A obsessão foi além, a Rita não desligou do assunto e passou dias a fio escutando Plant e Page, e naquela semana me enviou mensagens onde tentava encontrar a melhor canção para escutar na seqüência do Led Zeppelin. Unânimes, resolvemos que só Janis Joplin poderia fazer isso com perfeição, sem estragar ou quebrar o clima. Mas de repente empacamos e eu comecei uma pesquisa ensandecida pela playlist perfeita, o que ainda está em curso e julgamento.

Minhas manias atacam especialmente nesses dias molhados, e agora que dilúvios já me deram lição de moral suficiente para não mais arriscar a vida de meus sapatos por aí, uso o cachorro como esquenta-pés, invisto no meu relacionamento com a atendente da vídeo-locadora e, claro, dou asas à minha síndrome de Rob Gordon. Não estipulo, porém, um all-time-top-5 como ele o faz, e sim reúno a maior quantidade de alguma coisa (preferencialmente inútil) numa lista que nunca tem fim: ditados populares que envolvem animais (39), músicas que contém dias da semana no título (12 em inglês, 5 em português), bandas que começam com “The” (24, mas me pareceu chata no meio), cremes hidratantes para as mãos que já testei (6), músicas com nomes próprios no título (48).

Quando algum resquício de sanidade volta à minha cabeça e eu preciso atender o telefone ou beber água, penso que já escrevi tanta coisa sobre chuva e me dou conta de que o temporal deu trégua. É quando decido comer, e percebo que sob as árvores nunca pára de chover. De repente sonho com as calhas da casa de Penedo, que me davam os melhores banhos das tardes de verão.

Mas é primavera, eu não te amo e Santo Antonio nunca veio em meu socorro.

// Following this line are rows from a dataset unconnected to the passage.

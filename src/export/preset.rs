// Exported preset artifact

use serde::Serialize;
use std::collections::BTreeMap;
use std::fs;
use std::io::Write;
use std::path::Path;

use super::SynthTarget;
use crate::error::ExportError;

/// Descriptive fields carried alongside the parameter values
#[derive(Debug, Clone, PartialEq, Serialize)]
pub struct PresetMetadata {
    pub name: String,
    pub style: String,
    pub author: String,
    pub oscillator_count: usize,
}

/// A finished preset: flat parameter map plus the serialized document
///
/// Built only by a `PresetExporter`; never modified afterwards.
#[derive(Debug, Clone, PartialEq)]
pub struct SynthPreset {
    target: SynthTarget,
    metadata: PresetMetadata,
    parameters: BTreeMap<String, f64>,
    document: Vec<u8>,
}

impl SynthPreset {
    pub(crate) fn new(
        target: SynthTarget,
        metadata: PresetMetadata,
        parameters: BTreeMap<String, f64>,
        document: Vec<u8>,
    ) -> Self {
        Self {
            target,
            metadata,
            parameters,
            document,
        }
    }

    pub fn target(&self) -> SynthTarget {
        self.target
    }

    pub fn metadata(&self) -> &PresetMetadata {
        &self.metadata
    }

    /// Parameter values in the synth's native units, sorted by name
    pub fn parameters(&self) -> &BTreeMap<String, f64> {
        &self.parameters
    }

    pub fn parameter(&self, name: &str) -> Option<f64> {
        self.parameters.get(name).copied()
    }

    /// Serialized preset document
    pub fn to_bytes(&self) -> &[u8] {
        &self.document
    }

    /// Write the document to a new file
    ///
    /// # Errors
    /// `Io` if the file exists already or cannot be written
    pub fn write_to(&self, path: &Path) -> Result<(), ExportError> {
        let mut file = fs::OpenOptions::new()
            .write(true)
            .create_new(true)
            .open(path)
            .map_err(|err| ExportError::Io {
                details: format!("{}: {}", path.display(), err),
            })?;
        file.write_all(&self.document)?;
        file.sync_all()?;
        tracing::info!(
            "[PresetExporter] Wrote {} preset '{}' to {}",
            self.target,
            self.metadata.name,
            path.display()
        );
        Ok(())
    }
}

#[cfg(test)]
mod tests {
    use super::*;
    use tempfile::tempdir;

    fn preset() -> SynthPreset {
        let mut parameters = BTreeMap::new();
        parameters.insert("volume".to_string(), 1.0);
        SynthPreset::new(
            SynthTarget::Vital,
            PresetMetadata {
                name: "Test".to_string(),
                style: "Lead".to_string(),
                author: String::new(),
                oscillator_count: 1,
            },
            parameters,
            b"{}".to_vec(),
        )
    }

    #[test]
    fn test_write_refuses_to_overwrite() {
        let dir = tempdir().unwrap();
        let path = dir.path().join("test.vital");
        let preset = preset();

        preset.write_to(&path).unwrap();
        assert_eq!(fs::read(&path).unwrap(), b"{}");
        assert!(matches!(preset.write_to(&path), Err(ExportError::Io { .. })));
    }

    #[test]
    fn test_parameter_lookup() {
        let preset = preset();
        assert_eq!(preset.parameter("volume"), Some(1.0));
        assert_eq!(preset.parameter("missing"), None);
    }
}
// Inference error types and constants

use crate::error::{ErrorCode, ExportError};
use std::fmt;
use tracing::error;

/// Inference error code constants
///
/// Error code range: 1001-1006
pub struct InferenceErrorCodes {}

impl InferenceErrorCodes {
    /// Malformed or mismatched input (empty waveform, ragged feature frames)
    pub const INVALID_INPUT: i32 = 1001;

    /// Checkpoint missing, unreadable or built for another architecture
    pub const MODEL_LOAD: i32 = 1002;

    /// Non-finite values produced during synthesis or loss
    pub const NUMERIC_DIVERGENCE: i32 = 1003;

    /// A predicted value could not be mapped into any target range
    pub const EXPORT_RANGE: i32 = 1004;

    /// Preset could not be produced for another reason
    pub const EXPORT_FAILED: i32 = 1005;

    /// Filesystem failure while reading audio or writing a preset
    pub const IO: i32 = 1006;
}

/// Pipeline stage in which an error was raised
#[derive(Debug, Clone, Copy, PartialEq, Eq)]
pub enum Stage {
    FeatureExtraction,
    Model,
    Synthesis,
    Loss,
    Export,
    Checkpoint,
}

impl fmt::Display for Stage {
    fn fmt(&self, f: &mut fmt::Formatter<'_>) -> fmt::Result {
        let name = match self {
            Stage::FeatureExtraction => "feature_extraction",
            Stage::Model => "model",
            Stage::Synthesis => "synthesis",
            Stage::Loss => "loss",
            Stage::Export => "export",
            Stage::Checkpoint => "checkpoint",
        };
        f.write_str(name)
    }
}

/// Log an inference error with structured context
///
/// Logs the numeric code, the component and the human-readable message so
/// failures can be correlated with service responses.
pub fn log_inference_error(err: &InferenceError, context: &str) {
    error!(
        "Inference error in {}: code={}, component=InferencePipeline, message={}",
        context,
        err.code(),
        err.message()
    );
}

/// Errors surfaced by a single inference call
#[derive(Debug, Clone, PartialEq)]
pub enum InferenceError {
    /// Input rejected before any computation happened
    InvalidInput { stage: Stage, reason: String },

    /// Checkpoint could not be loaded into the configured architecture
    ModelLoad { path: String, reason: String },

    /// NaN or infinity detected; no useful preset can be produced
    NumericDivergence { stage: Stage, detail: String },

    /// Value outside every target range (indicates a configuration bug)
    ExportRange { parameter: String, value: f64 },

    /// Preset serialization or writing failed
    Export { reason: String },

    /// Filesystem failure
    Io { details: String },
}

impl ErrorCode for InferenceError {
    fn code(&self) -> i32 {
        match self {
            InferenceError::InvalidInput { .. } => InferenceErrorCodes::INVALID_INPUT,
            InferenceError::ModelLoad { .. } => InferenceErrorCodes::MODEL_LOAD,
            InferenceError::NumericDivergence { .. } => InferenceErrorCodes::NUMERIC_DIVERGENCE,
            InferenceError::ExportRange { .. } => InferenceErrorCodes::EXPORT_RANGE,
            InferenceError::Export { .. } => InferenceErrorCodes::EXPORT_FAILED,
            InferenceError::Io { .. } => InferenceErrorCodes::IO,
        }
    }

    fn message(&self) -> String {
        match self {
            InferenceError::InvalidInput { stage, reason } => {
                format!("Invalid input at stage {}: {}", stage, reason)
            }
            InferenceError::ModelLoad { path, reason } => {
                format!("Failed to load checkpoint {}: {}", path, reason)
            }
            InferenceError::NumericDivergence { stage, detail } => {
                format!("Numeric divergence at stage {}: {}", stage, detail)
            }
            InferenceError::ExportRange { parameter, value } => {
                format!("Value {} for {} cannot be mapped to any range", value, parameter)
            }
            InferenceError::Export { reason } => format!("Export failed: {}", reason),
            InferenceError::Io { details } => format!("I/O error: {}", details),
        }
    }
}

impl InferenceError {
    /// Stage that produced the error, when it is known
    pub fn stage(&self) -> Option<Stage> {
        match self {
            InferenceError::InvalidInput { stage, .. }
            | InferenceError::NumericDivergence { stage, .. } => Some(*stage),
            InferenceError::ModelLoad { .. } => Some(Stage::Checkpoint),
            InferenceError::ExportRange { .. } | InferenceError::Export { .. } => {
                Some(Stage::Export)
            }
            InferenceError::Io { .. } => None,
        }
    }

    pub(crate) fn invalid(stage: Stage, reason: impl Into<String>) -> Self {
        InferenceError::InvalidInput {
            stage,
            reason: reason.into(),
        }
    }

    pub(crate) fn diverged(stage: Stage, detail: impl Into<String>) -> Self {
        InferenceError::NumericDivergence {
            stage,
            detail: detail.into(),
        }
    }
}

impl fmt::Display for InferenceError {
    fn fmt(&self, f: &mut fmt::Formatter<'_>) -> fmt::Result {
        write!(
            f,
            "InferenceError::{:?} (code {}): {}",
            self,
            self.code(),
            self.message()
        )
    }
}

impl std::error::Error for InferenceError {}

impl From<std::io::Error> for InferenceError {
    fn from(err: std::io::Error) -> Self {
        InferenceError::Io {
            details: err.to_string(),
        }
    }
}

impl From<ExportError> for InferenceError {
    fn from(err: ExportError) -> Self {
        match err {
            ExportError::RangeUnmappable { parameter, value } => {
                InferenceError::ExportRange { parameter, value }
            }
            ExportError::Serialization { reason } => InferenceError::Export { reason },
            ExportError::Io { details } => InferenceError::Io { details },
        }
    }
}

#[cfg(test)]
mod tests {
    use super::*;

    #[test]
    fn test_inference_error_codes() {
        assert_eq!(
            InferenceError::invalid(Stage::FeatureExtraction, "empty").code(),
            InferenceErrorCodes::INVALID_INPUT
        );
        assert_eq!(
            InferenceError::ModelLoad {
                path: "a".to_string(),
                reason: "b".to_string()
            }
            .code(),
            InferenceErrorCodes::MODEL_LOAD
        );
        assert_eq!(
            InferenceError::diverged(Stage::Loss, "nan").code(),
            InferenceErrorCodes::NUMERIC_DIVERGENCE
        );
        assert_eq!(
            InferenceError::ExportRange {
                parameter: "osc_1_level".to_string(),
                value: f64::NAN
            }
            .code(),
            InferenceErrorCodes::EXPORT_RANGE
        );
        assert_eq!(
            InferenceError::Io {
                details: "x".to_string()
            }
            .code(),
            InferenceErrorCodes::IO
        );
    }

    #[test]
    fn test_message_names_stage() {
        let err = InferenceError::diverged(Stage::Synthesis, "output contains NaN");
        assert!(err.message().contains("synthesis"));
        assert_eq!(err.stage(), Some(Stage::Synthesis));

        let display = format!("{}", err);
        assert!(display.contains("InferenceError"));
        assert!(display.contains("1003"));
    }

    #[test]
    fn test_export_error_conversion() {
        let err: InferenceError = ExportError::RangeUnmappable {
            parameter: "env_1_attack".to_string(),
            value: f64::INFINITY,
        }
        .into();
        assert_eq!(err.code(), InferenceErrorCodes::EXPORT_RANGE);
        assert_eq!(err.stage(), Some(Stage::Export));
    }

    #[test]
    fn test_io_error_conversion() {
        let io_err = std::io::Error::new(std::io::ErrorKind::NotFound, "missing wav");
        let err: InferenceError = io_err.into();
        match err {
            InferenceError::Io { details } => assert!(details.contains("missing wav")),
            other => panic!("Expected Io variant, got {:?}", other),
        }
    }
}
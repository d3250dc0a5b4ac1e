// GRU cell with an explicit hidden state
//
// r = σ(W_ir x + W_hr h)
// z = σ(W_iz x + W_hz h)
// n = tanh(W_in x + r ⊙ (W_hn h))
// h' = (1 − z) ⊙ n + z ⊙ h

use burn::module::Module;
use burn::nn::{Linear, LinearConfig};
use burn::tensor::{activation::sigmoid, backend::Backend, Tensor};

/// Single-step gated recurrent unit
#[derive(Module, Debug)]
pub struct GruCell<B: Backend> {
    input_gates: Linear<B>,
    hidden_gates: Linear<B>,
    hidden_size: usize,
}

impl<B: Backend> GruCell<B> {
    pub fn new(input_size: usize, hidden_size: usize, device: &B::Device) -> Self {
        Self {
            input_gates: LinearConfig::new(input_size, 3 * hidden_size).init(device),
            hidden_gates: LinearConfig::new(hidden_size, 3 * hidden_size).init(device),
            hidden_size,
        }
    }

    pub fn hidden_size(&self) -> usize {
        self.hidden_size
    }

    /// Advance one step
    ///
    /// # Arguments
    /// * `input` - [N, input_size]
    /// * `hidden` - [N, hidden_size]
    ///
    /// # Returns
    /// Next hidden state, [N, hidden_size]
    pub fn forward(&self, input: Tensor<B, 2>, hidden: Tensor<B, 2>) -> Tensor<B, 2> {
        let h = self.hidden_size;
        let gi = self.input_gates.forward(input);
        let gh = self.hidden_gates.forward(hidden.clone());

        let reset = sigmoid(gi.clone().narrow(1, 0, h) + gh.clone().narrow(1, 0, h));
        let update = sigmoid(gi.clone().narrow(1, h, h) + gh.clone().narrow(1, h, h));
        let candidate = (gi.narrow(1, 2 * h, h) + reset * gh.narrow(1, 2 * h, h)).tanh();

        let keep = update.clone().neg().add_scalar(1.0);
        keep * candidate + update * hidden
    }
}

#[cfg(test)]
mod tests {
    use super::*;
    use crate::InferenceBackend;

    #[test]
    fn test_output_shape_and_bounds() {
        let device = Default::default();
        let cell = GruCell::<InferenceBackend>::new(4, 6, &device);
        let input = Tensor::<InferenceBackend, 2>::ones([2, 4], &device);
        let hidden = Tensor::<InferenceBackend, 2>::zeros([2, 6], &device);

        let next = cell.forward(input, hidden);
        assert_eq!(next.dims(), [2, 6]);

        // Convex mix of tanh output and a zero state stays in (-1, 1)
        let values = next.into_data().to_vec::<f32>().unwrap();
        assert!(values.iter().all(|v| v.abs() < 1.0));
    }

    #[test]
    fn test_deterministic_for_fixed_weights() {
        let device = Default::default();
        let cell = GruCell::<InferenceBackend>::new(3, 5, &device);
        let input = Tensor::<InferenceBackend, 2>::from_floats([[0.1, -0.2, 0.3]], &device);
        let hidden = Tensor::<InferenceBackend, 2>::zeros([1, 5], &device);

        let a = cell.forward(input.clone(), hidden.clone()).into_data();
        let b = cell.forward(input, hidden).into_data();
        assert_eq!(a, b);
    }
}
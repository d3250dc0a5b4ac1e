// OnsetDetector - spectral flux-based note onset detection
//
// Onsets split a clip into note segments; each segment gets its own
// amplitude envelope.
//
// Algorithm:
// 1. Compute a Hann-windowed FFT every `hop_size` samples
// 2. Normalize magnitudes so a full-scale sine peaks at 1.0
// 3. Spectral flux: SF_t = Σ_k max(0, |X_t[k]| - |X_(t-1)[k]|)
// 4. Adaptive threshold: threshold_t = median(flux[t-N:t+N]) + offset
// 5. Peak pick: local maxima where flux_t > threshold_t
// 6. Drop peaks closer than `min_interval_ms` to the previous kept peak

use rustfft::{num_complex::Complex, Fft, FftPlanner};
use std::sync::Arc;

use crate::analysis::features::hann_window;
use crate::config::OnsetDetectionConfig;

/// OnsetDetector uses spectral flux algorithm to detect note onsets
pub struct OnsetDetector {
    fft: Arc<dyn Fft<f32>>,
    window_size: usize,
    hop_size: usize,
    median_window_halfsize: usize,
    threshold_offset: f32,
    min_interval_samples: usize,
    // Windowing function (Hann window)
    window: Vec<f32>,
    magnitude_norm: f32,
}

impl OnsetDetector {
    /// Create a detector with explicit configuration parameters
    ///
    /// # Arguments
    /// * `sample_rate` - Audio sample rate in Hz
    /// * `config` - Window, hop, threshold and spacing parameters
    pub fn with_config(sample_rate: u32, config: &OnsetDetectionConfig) -> Self {
        let window_size = config.window_size.max(2);
        let window = hann_window(window_size);
        let window_sum: f32 = window.iter().sum();

        Self {
            fft: FftPlanner::new().plan_fft_forward(window_size),
            window_size,
            hop_size: config.hop_size.max(1),
            median_window_halfsize: config.median_window_halfsize.max(1),
            threshold_offset: config.threshold_offset,
            min_interval_samples: (config.min_interval_ms.max(0.0) / 1000.0
                * sample_rate as f32) as usize,
            window,
            magnitude_norm: (window_sum / 2.0).max(f32::EPSILON),
        }
    }

    /// Detect onsets in a complete signal
    ///
    /// # Arguments
    /// * `audio` - Mono signal to analyze
    ///
    /// # Returns
    /// Onset positions in samples, strictly increasing
    pub fn detect(&self, audio: &[f32]) -> Vec<usize> {
        let flux = self.flux_signal(audio);
        let mut onsets: Vec<usize> = Vec::new();

        for peak_idx in self.pick_peaks(&flux) {
            let position = peak_idx * self.hop_size;
            let far_enough = onsets
                .last()
                .is_none_or(|&last| position >= last + self.min_interval_samples);
            if far_enough {
                onsets.push(position);
            }
        }

        onsets
    }

    /// Spectral flux per hop
    fn flux_signal(&self, audio: &[f32]) -> Vec<f32> {
        let mut flux = Vec::new();
        let mut prev_spectrum = vec![0.0; self.window_size / 2 + 1];

        let mut pos = 0;
        while pos + self.window_size <= audio.len() {
            let spectrum = self.compute_magnitude_spectrum(&audio[pos..pos + self.window_size]);
            flux.push(compute_spectral_flux(&spectrum, &prev_spectrum));
            prev_spectrum = spectrum;
            pos += self.hop_size;
        }

        flux
    }

    /// Compute normalized magnitude spectrum
    ///
    /// # Returns
    /// Magnitude spectrum (size = window_size / 2 + 1)
    fn compute_magnitude_spectrum(&self, audio: &[f32]) -> Vec<f32> {
        let mut buffer: Vec<Complex<f32>> = audio
            .iter()
            .zip(self.window.iter())
            .map(|(sample, window_val)| Complex::new(sample * window_val, 0.0))
            .collect();

        self.fft.process(&mut buffer);

        buffer[..self.window_size / 2 + 1]
            .iter()
            .map(|c| c.norm() / self.magnitude_norm)
            .collect()
    }

    /// Calculate adaptive threshold using median + offset
    ///
    /// threshold(t) = median(flux[t-N:t+N]) + offset
    fn adaptive_threshold(&self, flux: &[f32], index: usize) -> f32 {
        let start = index.saturating_sub(self.median_window_halfsize);
        let end = (index + self.median_window_halfsize).min(flux.len());

        if start >= end {
            return self.threshold_offset;
        }

        let mut window: Vec<f32> = flux[start..end].to_vec();
        window.sort_by(|a, b| a.total_cmp(b));

        let median = if window.len().is_multiple_of(2) {
            let mid = window.len() / 2;
            (window[mid - 1] + window[mid]) / 2.0
        } else {
            window[window.len() / 2]
        };

        median + self.threshold_offset
    }

    /// Indices of local flux maxima above the adaptive threshold
    fn pick_peaks(&self, flux: &[f32]) -> Vec<usize> {
        if flux.len() < 3 {
            return Vec::new();
        }

        (1..flux.len() - 1)
            .filter(|&i| {
                let curr = flux[i];
                curr > flux[i - 1]
                    && curr >= flux[i + 1]
                    && curr > self.adaptive_threshold(flux, i)
            })
            .collect()
    }
}

/// SF(t) = Σ max(0, |X(t)| - |X(t-1)|)
fn compute_spectral_flux(spectrum: &[f32], prev_spectrum: &[f32]) -> f32 {
    spectrum
        .iter()
        .zip(prev_spectrum.iter())
        .map(|(curr, prev)| (curr - prev).max(0.0))
        .sum()
}

#[cfg(test)]
mod tests {
    use super::*;

    /// Tone bursts starting at the given times (ms)
    fn generate_bursts(sample_rate: u32, duration_ms: u32, starts_ms: &[u32]) -> Vec<f32> {
        let total_samples = (sample_rate * duration_ms / 1000) as usize;
        let mut signal = vec![0.0; total_samples];
        let burst_len = (sample_rate / 20) as usize;

        for &start_ms in starts_ms {
            let start = (sample_rate * start_ms / 1000) as usize;
            for i in 0..burst_len {
                if start + i < total_samples {
                    let t = i as f32 / sample_rate as f32;
                    signal[start + i] = 0.8 * (2.0 * std::f32::consts::PI * 440.0 * t).sin();
                }
            }
        }

        signal
    }

    fn detector(sample_rate: u32) -> OnsetDetector {
        OnsetDetector::with_config(sample_rate, &OnsetDetectionConfig::default())
    }

    #[test]
    fn test_detects_bursts() {
        let sample_rate = 16_000;
        let signal = generate_bursts(sample_rate, 1000, &[200, 600]);
        let onsets = detector(sample_rate).detect(&signal);

        assert!(!onsets.is_empty(), "Failed to detect any onsets");
        let first_ms = onsets[0] as f32 / sample_rate as f32 * 1000.0;
        assert!(
            (150.0..=250.0).contains(&first_ms),
            "First onset at {:.1}ms, expected near 200ms",
            first_ms
        );
        assert!(onsets.windows(2).all(|w| w[0] < w[1]));
    }

    #[test]
    fn test_spectral_flux_calculation() {
        let flat = vec![1.0; 129];
        assert_eq!(compute_spectral_flux(&flat, &flat), 0.0);

        let increased = vec![2.0; 129];
        assert_eq!(compute_spectral_flux(&increased, &flat), 129.0);
        assert_eq!(compute_spectral_flux(&flat, &increased), 0.0);
    }

    #[test]
    fn test_adaptive_threshold() {
        let det = detector(16_000);
        let flux: Vec<f32> = (0..100).map(|i| i as f32).collect();
        let threshold = det.adaptive_threshold(&flux, 50);
        assert!(
            threshold > 40.0 && threshold < 60.0,
            "Threshold {} outside expected range",
            threshold
        );
    }

    #[test]
    fn test_peak_picking() {
        let det = detector(16_000);
        let flux: Vec<f32> = (0..20)
            .map(|i| if i == 5 || i == 15 { 10.0 } else { 0.1 })
            .collect();
        assert_eq!(det.pick_peaks(&flux), vec![5, 15]);
    }

    #[test]
    fn test_min_interval_suppresses_close_onsets() {
        let config = OnsetDetectionConfig {
            min_interval_ms: 500.0,
            ..OnsetDetectionConfig::default()
        };
        let det = OnsetDetector::with_config(16_000, &config);
        let signal = generate_bursts(16_000, 1000, &[200, 400]);
        let onsets = det.detect(&signal);
        assert!(onsets.len() <= 1, "Got {:?}", onsets);
    }

    #[test]
    fn test_no_false_positives_on_silence() {
        let onsets = detector(16_000).detect(&vec![0.0; 16_000]);
        assert!(onsets.is_empty(), "Should not detect onsets in silence");
    }
}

À saída do restaurante um sujeito de boné me aborda, eu aperto a bolsa pensando que é assalto, e só quando engato a primeira marcha é que me dou conta de que ele queria saber meu nome, e de como ficou impossível ser romântica nessa cidade. Suspiro, e me ataca isso que também brota com a água que não pára de cair: saudade. Encho a cara de chocolate-quente e me especializo numa preguiça chorosa, e por fim decreto essa lista que encerra meu fim-de-semana e que só possui um item: pessoas com quem eu dividiria o edredom hoje, e com o lápis já gasto, providencio o conserto: pessoa, você.


vols. 1 aqui e 2 aqui.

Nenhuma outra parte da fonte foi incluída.